## Exercise goal
Within the records below, filter for lines carrying the word "SourceType" and copy them.

Stored items

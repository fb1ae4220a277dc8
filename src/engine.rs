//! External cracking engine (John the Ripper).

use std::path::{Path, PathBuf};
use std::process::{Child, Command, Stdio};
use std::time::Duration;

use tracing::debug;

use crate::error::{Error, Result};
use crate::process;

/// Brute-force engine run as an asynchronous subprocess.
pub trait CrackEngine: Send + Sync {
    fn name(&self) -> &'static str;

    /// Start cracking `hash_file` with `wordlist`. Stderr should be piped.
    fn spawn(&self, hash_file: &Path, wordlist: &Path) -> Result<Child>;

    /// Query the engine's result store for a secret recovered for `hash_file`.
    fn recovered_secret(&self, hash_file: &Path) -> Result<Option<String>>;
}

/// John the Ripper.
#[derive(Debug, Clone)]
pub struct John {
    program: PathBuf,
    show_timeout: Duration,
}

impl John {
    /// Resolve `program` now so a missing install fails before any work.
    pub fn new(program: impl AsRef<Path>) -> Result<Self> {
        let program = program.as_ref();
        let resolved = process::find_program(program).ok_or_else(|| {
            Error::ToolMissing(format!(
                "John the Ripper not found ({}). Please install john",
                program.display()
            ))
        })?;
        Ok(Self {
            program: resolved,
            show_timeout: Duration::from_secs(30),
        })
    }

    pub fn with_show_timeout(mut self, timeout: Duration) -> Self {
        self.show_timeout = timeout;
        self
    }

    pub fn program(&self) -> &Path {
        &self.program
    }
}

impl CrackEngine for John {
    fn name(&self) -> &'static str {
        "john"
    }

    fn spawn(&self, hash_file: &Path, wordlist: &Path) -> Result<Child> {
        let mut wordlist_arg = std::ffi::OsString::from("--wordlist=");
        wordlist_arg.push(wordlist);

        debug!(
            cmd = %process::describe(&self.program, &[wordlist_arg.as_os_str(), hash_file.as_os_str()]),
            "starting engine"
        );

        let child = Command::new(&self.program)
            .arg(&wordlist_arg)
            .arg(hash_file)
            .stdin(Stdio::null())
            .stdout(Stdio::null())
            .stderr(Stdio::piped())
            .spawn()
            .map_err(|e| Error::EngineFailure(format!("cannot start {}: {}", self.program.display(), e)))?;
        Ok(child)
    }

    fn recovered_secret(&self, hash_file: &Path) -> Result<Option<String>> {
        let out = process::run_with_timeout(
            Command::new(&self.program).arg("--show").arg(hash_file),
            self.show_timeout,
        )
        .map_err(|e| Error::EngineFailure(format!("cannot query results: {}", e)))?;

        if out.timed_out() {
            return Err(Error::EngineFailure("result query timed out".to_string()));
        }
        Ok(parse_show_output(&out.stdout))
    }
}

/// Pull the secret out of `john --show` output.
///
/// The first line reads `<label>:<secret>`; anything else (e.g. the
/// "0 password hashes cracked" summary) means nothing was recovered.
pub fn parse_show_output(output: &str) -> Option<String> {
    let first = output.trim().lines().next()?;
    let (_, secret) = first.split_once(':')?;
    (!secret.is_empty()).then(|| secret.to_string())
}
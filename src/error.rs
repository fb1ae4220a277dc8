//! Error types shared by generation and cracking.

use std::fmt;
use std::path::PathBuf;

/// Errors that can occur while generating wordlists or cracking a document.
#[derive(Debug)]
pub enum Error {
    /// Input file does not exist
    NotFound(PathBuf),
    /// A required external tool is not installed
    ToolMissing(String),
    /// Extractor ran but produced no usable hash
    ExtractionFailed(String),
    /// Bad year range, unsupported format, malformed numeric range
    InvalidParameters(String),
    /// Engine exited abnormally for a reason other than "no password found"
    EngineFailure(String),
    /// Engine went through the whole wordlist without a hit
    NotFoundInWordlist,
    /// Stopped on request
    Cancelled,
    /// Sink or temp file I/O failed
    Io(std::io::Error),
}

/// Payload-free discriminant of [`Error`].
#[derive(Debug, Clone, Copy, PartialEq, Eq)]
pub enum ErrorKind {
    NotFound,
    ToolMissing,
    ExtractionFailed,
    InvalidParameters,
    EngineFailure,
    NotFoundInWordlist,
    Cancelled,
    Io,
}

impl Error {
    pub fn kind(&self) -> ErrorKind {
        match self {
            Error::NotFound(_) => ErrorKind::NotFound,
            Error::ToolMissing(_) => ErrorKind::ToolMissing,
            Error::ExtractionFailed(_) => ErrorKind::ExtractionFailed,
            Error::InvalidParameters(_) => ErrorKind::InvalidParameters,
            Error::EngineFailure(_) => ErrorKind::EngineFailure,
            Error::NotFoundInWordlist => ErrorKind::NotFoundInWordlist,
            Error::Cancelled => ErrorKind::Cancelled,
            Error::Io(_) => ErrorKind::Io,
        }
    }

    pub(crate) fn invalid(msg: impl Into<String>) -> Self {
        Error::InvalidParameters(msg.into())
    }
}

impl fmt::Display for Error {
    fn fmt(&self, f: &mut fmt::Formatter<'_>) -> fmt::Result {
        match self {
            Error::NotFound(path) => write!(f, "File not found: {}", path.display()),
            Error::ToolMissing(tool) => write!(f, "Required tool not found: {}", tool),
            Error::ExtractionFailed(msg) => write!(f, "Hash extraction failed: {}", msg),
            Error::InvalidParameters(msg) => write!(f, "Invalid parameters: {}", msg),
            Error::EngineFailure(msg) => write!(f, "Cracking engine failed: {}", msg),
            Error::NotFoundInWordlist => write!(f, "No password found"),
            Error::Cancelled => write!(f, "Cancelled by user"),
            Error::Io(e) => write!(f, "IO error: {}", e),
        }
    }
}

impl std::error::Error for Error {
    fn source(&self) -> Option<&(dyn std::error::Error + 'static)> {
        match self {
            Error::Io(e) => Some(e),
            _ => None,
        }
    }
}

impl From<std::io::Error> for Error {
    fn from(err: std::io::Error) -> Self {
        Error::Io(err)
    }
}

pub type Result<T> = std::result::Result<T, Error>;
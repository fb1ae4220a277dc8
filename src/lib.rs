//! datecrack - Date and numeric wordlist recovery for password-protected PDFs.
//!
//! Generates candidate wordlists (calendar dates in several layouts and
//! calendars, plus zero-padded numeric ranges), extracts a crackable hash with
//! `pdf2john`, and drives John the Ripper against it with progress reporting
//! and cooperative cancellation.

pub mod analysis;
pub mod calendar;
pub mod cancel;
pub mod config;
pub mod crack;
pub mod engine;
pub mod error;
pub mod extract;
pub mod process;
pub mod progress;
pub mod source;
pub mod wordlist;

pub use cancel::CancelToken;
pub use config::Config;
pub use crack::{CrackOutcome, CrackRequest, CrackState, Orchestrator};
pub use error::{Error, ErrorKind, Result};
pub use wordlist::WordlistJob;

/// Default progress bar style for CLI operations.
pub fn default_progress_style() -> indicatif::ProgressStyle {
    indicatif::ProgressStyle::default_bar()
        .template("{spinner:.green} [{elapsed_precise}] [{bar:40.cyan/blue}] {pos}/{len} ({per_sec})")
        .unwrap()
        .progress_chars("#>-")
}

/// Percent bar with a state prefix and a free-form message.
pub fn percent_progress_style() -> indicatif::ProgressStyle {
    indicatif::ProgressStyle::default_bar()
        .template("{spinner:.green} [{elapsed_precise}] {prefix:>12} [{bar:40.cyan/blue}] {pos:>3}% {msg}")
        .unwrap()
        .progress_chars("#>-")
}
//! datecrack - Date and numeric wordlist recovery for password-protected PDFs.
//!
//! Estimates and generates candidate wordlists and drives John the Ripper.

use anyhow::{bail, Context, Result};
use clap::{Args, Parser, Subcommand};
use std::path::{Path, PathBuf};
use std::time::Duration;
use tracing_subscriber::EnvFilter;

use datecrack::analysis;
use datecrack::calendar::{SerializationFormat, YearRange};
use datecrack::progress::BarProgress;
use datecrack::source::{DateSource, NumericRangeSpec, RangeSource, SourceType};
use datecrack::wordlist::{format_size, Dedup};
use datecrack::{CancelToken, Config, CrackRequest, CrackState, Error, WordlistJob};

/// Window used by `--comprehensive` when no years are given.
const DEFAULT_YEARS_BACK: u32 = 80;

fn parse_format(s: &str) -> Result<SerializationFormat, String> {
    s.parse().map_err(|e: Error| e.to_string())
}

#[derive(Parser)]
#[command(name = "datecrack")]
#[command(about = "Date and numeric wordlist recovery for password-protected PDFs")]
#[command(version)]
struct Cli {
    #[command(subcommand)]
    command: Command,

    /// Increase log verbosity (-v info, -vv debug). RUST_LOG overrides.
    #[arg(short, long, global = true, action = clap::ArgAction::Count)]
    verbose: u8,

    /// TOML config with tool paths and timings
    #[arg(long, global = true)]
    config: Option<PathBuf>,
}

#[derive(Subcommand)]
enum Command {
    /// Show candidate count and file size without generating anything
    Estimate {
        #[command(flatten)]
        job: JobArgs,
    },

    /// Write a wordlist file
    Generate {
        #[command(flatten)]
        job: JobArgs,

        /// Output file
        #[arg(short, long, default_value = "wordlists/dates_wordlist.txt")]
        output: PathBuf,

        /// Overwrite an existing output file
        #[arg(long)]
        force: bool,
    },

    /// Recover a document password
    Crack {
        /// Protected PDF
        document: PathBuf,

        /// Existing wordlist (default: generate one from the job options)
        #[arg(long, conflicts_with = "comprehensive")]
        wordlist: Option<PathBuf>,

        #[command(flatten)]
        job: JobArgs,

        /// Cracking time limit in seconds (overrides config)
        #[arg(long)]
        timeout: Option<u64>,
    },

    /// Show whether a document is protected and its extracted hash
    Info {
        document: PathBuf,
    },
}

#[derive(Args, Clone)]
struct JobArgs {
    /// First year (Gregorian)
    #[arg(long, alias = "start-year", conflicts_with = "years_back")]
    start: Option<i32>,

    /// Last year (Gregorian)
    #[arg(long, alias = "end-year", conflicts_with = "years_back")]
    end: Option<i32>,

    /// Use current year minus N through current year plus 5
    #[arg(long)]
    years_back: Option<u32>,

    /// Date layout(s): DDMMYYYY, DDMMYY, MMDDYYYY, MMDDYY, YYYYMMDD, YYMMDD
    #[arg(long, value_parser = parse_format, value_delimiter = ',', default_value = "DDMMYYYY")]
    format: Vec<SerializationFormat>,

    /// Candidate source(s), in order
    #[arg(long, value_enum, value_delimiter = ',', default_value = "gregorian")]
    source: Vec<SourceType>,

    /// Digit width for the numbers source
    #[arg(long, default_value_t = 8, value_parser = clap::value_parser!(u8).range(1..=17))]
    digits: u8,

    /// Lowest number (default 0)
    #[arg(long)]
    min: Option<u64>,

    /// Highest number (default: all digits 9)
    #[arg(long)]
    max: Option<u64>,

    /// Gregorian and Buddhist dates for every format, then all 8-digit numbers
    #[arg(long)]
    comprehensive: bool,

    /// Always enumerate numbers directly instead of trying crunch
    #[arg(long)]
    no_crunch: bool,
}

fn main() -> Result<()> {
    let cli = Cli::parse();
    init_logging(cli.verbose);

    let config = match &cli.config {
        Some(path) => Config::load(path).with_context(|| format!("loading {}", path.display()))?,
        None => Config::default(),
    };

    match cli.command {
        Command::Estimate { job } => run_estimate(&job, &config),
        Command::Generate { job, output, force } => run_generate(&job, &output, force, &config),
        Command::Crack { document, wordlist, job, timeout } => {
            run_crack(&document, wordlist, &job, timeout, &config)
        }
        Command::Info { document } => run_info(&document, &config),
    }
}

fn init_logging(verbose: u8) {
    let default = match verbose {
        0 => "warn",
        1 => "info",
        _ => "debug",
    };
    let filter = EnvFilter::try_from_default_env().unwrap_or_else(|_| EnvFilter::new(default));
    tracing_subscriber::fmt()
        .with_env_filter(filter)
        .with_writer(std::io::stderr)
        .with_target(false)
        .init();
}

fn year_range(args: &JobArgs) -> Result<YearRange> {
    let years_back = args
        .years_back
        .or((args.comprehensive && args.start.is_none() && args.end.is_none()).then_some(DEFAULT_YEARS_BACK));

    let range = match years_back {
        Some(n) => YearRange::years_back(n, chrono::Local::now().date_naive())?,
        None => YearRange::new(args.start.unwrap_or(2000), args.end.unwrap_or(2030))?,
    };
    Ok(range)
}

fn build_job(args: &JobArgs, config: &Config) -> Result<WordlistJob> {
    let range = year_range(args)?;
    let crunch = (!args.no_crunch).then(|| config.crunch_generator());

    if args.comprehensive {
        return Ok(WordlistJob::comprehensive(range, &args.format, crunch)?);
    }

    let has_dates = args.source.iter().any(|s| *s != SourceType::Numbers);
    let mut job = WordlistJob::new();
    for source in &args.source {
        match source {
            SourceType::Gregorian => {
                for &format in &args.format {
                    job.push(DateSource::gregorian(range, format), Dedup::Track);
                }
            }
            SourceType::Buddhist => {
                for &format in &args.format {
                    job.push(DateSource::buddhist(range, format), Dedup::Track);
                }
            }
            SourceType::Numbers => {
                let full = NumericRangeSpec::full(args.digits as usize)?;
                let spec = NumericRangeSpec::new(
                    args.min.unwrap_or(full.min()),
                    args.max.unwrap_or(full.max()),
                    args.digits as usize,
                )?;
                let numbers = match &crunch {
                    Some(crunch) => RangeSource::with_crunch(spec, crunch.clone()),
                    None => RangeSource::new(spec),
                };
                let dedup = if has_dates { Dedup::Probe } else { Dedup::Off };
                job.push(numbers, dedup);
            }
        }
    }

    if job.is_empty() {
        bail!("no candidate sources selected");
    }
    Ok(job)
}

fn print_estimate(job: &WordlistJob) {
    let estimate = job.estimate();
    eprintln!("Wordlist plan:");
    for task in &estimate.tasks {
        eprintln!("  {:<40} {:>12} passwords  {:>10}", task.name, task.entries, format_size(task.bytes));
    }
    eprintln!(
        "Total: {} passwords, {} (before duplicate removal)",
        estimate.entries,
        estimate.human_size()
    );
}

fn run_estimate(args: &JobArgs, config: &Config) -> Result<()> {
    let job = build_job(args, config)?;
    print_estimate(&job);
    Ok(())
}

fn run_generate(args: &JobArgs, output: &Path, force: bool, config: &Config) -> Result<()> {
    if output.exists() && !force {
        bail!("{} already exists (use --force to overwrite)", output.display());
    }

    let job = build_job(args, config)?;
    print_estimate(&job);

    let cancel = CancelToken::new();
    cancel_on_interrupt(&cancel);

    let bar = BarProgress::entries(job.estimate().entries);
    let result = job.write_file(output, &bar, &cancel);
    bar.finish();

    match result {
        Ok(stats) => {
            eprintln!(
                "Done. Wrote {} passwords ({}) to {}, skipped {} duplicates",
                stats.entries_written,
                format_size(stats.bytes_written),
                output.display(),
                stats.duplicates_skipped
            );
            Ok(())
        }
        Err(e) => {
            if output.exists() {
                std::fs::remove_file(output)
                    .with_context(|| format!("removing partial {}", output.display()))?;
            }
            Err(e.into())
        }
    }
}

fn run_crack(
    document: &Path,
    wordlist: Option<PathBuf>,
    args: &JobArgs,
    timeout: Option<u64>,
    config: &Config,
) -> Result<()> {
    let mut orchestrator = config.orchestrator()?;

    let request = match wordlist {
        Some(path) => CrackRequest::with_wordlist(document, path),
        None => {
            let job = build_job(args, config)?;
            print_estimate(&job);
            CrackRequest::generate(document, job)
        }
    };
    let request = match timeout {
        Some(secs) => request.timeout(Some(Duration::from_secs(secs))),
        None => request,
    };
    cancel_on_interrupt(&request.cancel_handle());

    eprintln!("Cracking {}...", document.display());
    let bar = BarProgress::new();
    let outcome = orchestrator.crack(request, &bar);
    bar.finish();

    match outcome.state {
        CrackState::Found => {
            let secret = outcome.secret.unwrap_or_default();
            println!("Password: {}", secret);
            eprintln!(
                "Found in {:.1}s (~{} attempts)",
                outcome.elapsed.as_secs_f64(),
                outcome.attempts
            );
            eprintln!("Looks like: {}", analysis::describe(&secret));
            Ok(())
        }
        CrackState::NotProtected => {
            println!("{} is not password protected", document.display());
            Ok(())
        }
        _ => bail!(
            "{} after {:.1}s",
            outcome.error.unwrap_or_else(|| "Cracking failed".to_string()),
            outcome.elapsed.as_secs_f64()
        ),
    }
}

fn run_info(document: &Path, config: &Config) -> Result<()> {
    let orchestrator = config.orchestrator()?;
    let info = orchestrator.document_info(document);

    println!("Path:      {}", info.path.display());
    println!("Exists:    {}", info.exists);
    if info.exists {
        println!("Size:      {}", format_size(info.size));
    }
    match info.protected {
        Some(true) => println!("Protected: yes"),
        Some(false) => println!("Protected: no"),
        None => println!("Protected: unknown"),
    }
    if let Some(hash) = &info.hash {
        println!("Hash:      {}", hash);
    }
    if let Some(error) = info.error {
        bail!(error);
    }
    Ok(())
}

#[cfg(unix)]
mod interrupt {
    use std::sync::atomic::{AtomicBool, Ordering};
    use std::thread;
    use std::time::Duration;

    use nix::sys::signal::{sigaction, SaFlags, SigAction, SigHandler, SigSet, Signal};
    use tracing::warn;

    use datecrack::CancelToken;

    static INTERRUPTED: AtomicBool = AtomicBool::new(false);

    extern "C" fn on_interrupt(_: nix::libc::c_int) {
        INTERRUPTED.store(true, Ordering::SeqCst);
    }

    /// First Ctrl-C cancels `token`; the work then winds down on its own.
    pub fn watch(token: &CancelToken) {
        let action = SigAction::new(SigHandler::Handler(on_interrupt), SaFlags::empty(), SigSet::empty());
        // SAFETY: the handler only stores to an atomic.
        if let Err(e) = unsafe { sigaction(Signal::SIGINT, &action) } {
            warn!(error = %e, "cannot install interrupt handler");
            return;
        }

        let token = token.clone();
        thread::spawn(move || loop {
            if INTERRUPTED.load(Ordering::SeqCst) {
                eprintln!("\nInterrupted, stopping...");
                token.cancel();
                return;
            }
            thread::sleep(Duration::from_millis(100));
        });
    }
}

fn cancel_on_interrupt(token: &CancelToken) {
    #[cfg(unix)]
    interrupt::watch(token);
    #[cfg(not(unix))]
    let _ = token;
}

## Answer section
use datecrack::source::{DateSource, NumericRangeSpec, RangeSource, SourceType};
    source: Vec<SourceType>,
    let has_dates = args.source.iter().any(|s| *s != SourceType::Numbers);
            SourceType::Gregorian => {
            SourceType::Buddhist => {
            SourceType::Numbers => {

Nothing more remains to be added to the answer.